La mort se propageait pesamment dans les rues désertes d’Alep, à tel point que cela en devenait insupportable. Ils arrivèrent au caveau de famille, les soldats leur demandèrent de porter le cercueil pour permettre à un cheikh qui était là à les attendre d’accomplir pour lui la prière funéraire, mon oncle Abdel-Moneim hocha la tête comme un aliéné mental, il bredouilla quelques mots que personne ne comprit, le cheikh fit la prière à la hâte, les deux fils de mon oncle alignés derrière lui, sans lever les yeux du cercueil dont les soldats sortirent un amas de chairs enveloppé dans un linceul crasseux. Ils ne leur permirent ni de fixer le regard sur les yeux éteints ni de l’étreindre comme il sied lors de l’inhumation d’un frère. Les larmes se figèrent dans leurs yeux et ils se contentèrent de regarder leur père qui ne cessait de pleurer en silence et de bredouiller des paroles sibyllines que personne ne se soucia de décrypter.

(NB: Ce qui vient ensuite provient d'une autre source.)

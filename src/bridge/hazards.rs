//! Per-archetype tracking of in-flight scheduled work.
//!
//! Scheduled jobs read (and write) column memory owned by archetypes that
//! the store may want to mutate structurally — move entities, resize
//! columns, destroy chunks. The store cannot see job handles on its own, so
//! the bridge keeps a **hazard record** per archetype: the combined handle
//! of the most recent work known to touch that archetype's storage.
//!
//! Two parties use the registry:
//!
//! - the scheduler reads a chunk's hazard before invoking the callback (new
//!   work starts no earlier than prior work on the same archetype) and
//!   attaches the chunk's final handle afterwards;
//! - the store calls [`HazardRegistry::block`] before a structural mutation,
//!   waiting out anything still in flight.
//!
//! Records persist across scheduling calls for the lifetime of their
//! archetype; attach only ever folds new handles in, and `block` is the one
//! operation that forgets a record (after waiting on it).
//!
//! ## Synchronization
//!
//! The registry does no internal locking. `attach` and `block` take
//! `&mut self`, so exclusive mutation is compiler-enforced; callers that
//! genuinely need multi-writer access wrap the registry in their own mutex.

use std::collections::HashMap;

use crate::bridge::handle::JobHandle;
use crate::bridge::types::ArchetypeID;


/// Per-archetype record of the latest outstanding job handles.
#[derive(Default)]
pub struct HazardRegistry {
    /// Most recent combined handle per archetype.
    records: HashMap<ArchetypeID, JobHandle>,
}

impl HazardRegistry {
    /// Creates an empty registry.
    pub fn new() -> Self {
        Self::default()
    }

    /// Folds `handle` into the record for `id`.
    ///
    /// Monotonic: after `attach(id, h1)` and `attach(id, h2)`, the record
    /// depends on both `h1` and `h2`. Handles that have already completed
    /// fall out of the combination, so records do not grow without bound.
    pub fn attach(&mut self, id: ArchetypeID, handle: JobHandle) {
        let record = match self.records.remove(&id) {
            Some(existing) => existing.combine(&handle),
            None => handle,
        };
        self.records.insert(id, record);
    }

    /// Returns the current record for `id`, or a ready handle if none.
    ///
    /// Never errors, never blocks.
    pub fn get(&self, id: ArchetypeID) -> JobHandle {
        self.records
            .get(&id)
            .cloned()
            .unwrap_or_else(JobHandle::ready)
    }

    /// Waits on the record for `id` (if any) and forgets it.
    ///
    /// For the store to call before a structural mutation that would race
    /// with in-flight work. A subsequent [`get`](HazardRegistry::get)
    /// returns a ready handle.
    pub fn block(&mut self, id: ArchetypeID) {
        if let Some(record) = self.records.remove(&id) {
            record.wait();
        }
    }

    /// Number of archetypes with a record attached.
    pub fn len(&self) -> usize {
        self.records.len()
    }

    /// Returns `true` if no records are attached.
    pub fn is_empty(&self) -> bool {
        self.records.is_empty()
    }
}

impl std::fmt::Debug for HazardRegistry {
    fn fmt(&self, f: &mut std::fmt::Formatter<'_>) -> std::fmt::Result {
        f.debug_struct("HazardRegistry")
            .field("records", &self.records.len())
            .finish()
    }
}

Ma mère sortit de sa longue léthargie, elle s’assit à la table à manger aux pieds branlants, à côté de Nazar qui faisait entendre un bourdonnement sourd comme celui d’une mouche. Elle lui lut les lignes d’une lettre qu’elle avait écrite à un homme qu’elle qualifiait d’ami cher : tout était fini entre eux, elle n’attendait plus rien de la promesse qu’il lui avait faite de danser sur des airs de tango sur le pont d’un paquebot transatlantique. Elle n’utilisa pas les mots codés de ses anciennes lettres et écrivit avec franchise qu’il n’était pas possible de faire confiance à des hommes qui exhalaient une odeur de rat. Sans craindre que sa lettre ne tombe entre les mains du contrôleur de la poste, elle déclara dans un ultime instant de courage que tout lui était égal, qu’elle ne se souciait plus d’être satisfaite, qu’elle n’avait jamais pensé un instant à être une femme fautive, voire qu’elle pensait qu’aller à la mort avec détermination convenait à ses rêves ambitieux qui étaient morts avant elle, et qu’elle n’avait plus rien à cacher de sa défaite .
Khaled Khalifa
Ecrivain et scénariste, Khaled Khalifa est né à Alep en 1964. Dans Madih al-karahiya (l’éloge de la haine) publié en 2007, et figurant sur la courte liste du Booker du roman arabe en 2008, il s’était penché sur l’Alep des années 1980 et ses conflits sous la mainmise des islamistes. Ce roman fut interdit en Syrie, mais son auteur vit toujours à Damas où les bombardements et la mort font partie de la vie quotidienne des Damascènes. Il a obtenu une licence de droit en 1988, puis il a écrit de nombreuses réussites, des scénarios de feuilleton comme Qauss qazah (l’arc-en-ciel) et Siret Al-Jelali (la chronique des Jelali). Sa première oeuvre littéraire, un recueil de nouvelles, est parue en 1993 sous le titre de Haress al-khadiaa (le garde de la déception), puis il publie un roman, Dafater al-qorbate en 2000. La sakakine fi matabekh hazihi al-madina (il n’y a pas de couteaux dans les cuisines de cette ville), dont nous publions ici un extrait, est publié au Caire en 2013 aux éditions Dar Al-Aïn. Khalifa est partisan de la révolution syrienne dès son déclenchement. Il a été battu par les policiers et s’est cassé le bras lors des funérailles du compositeur Rabie Ghazi en 2012.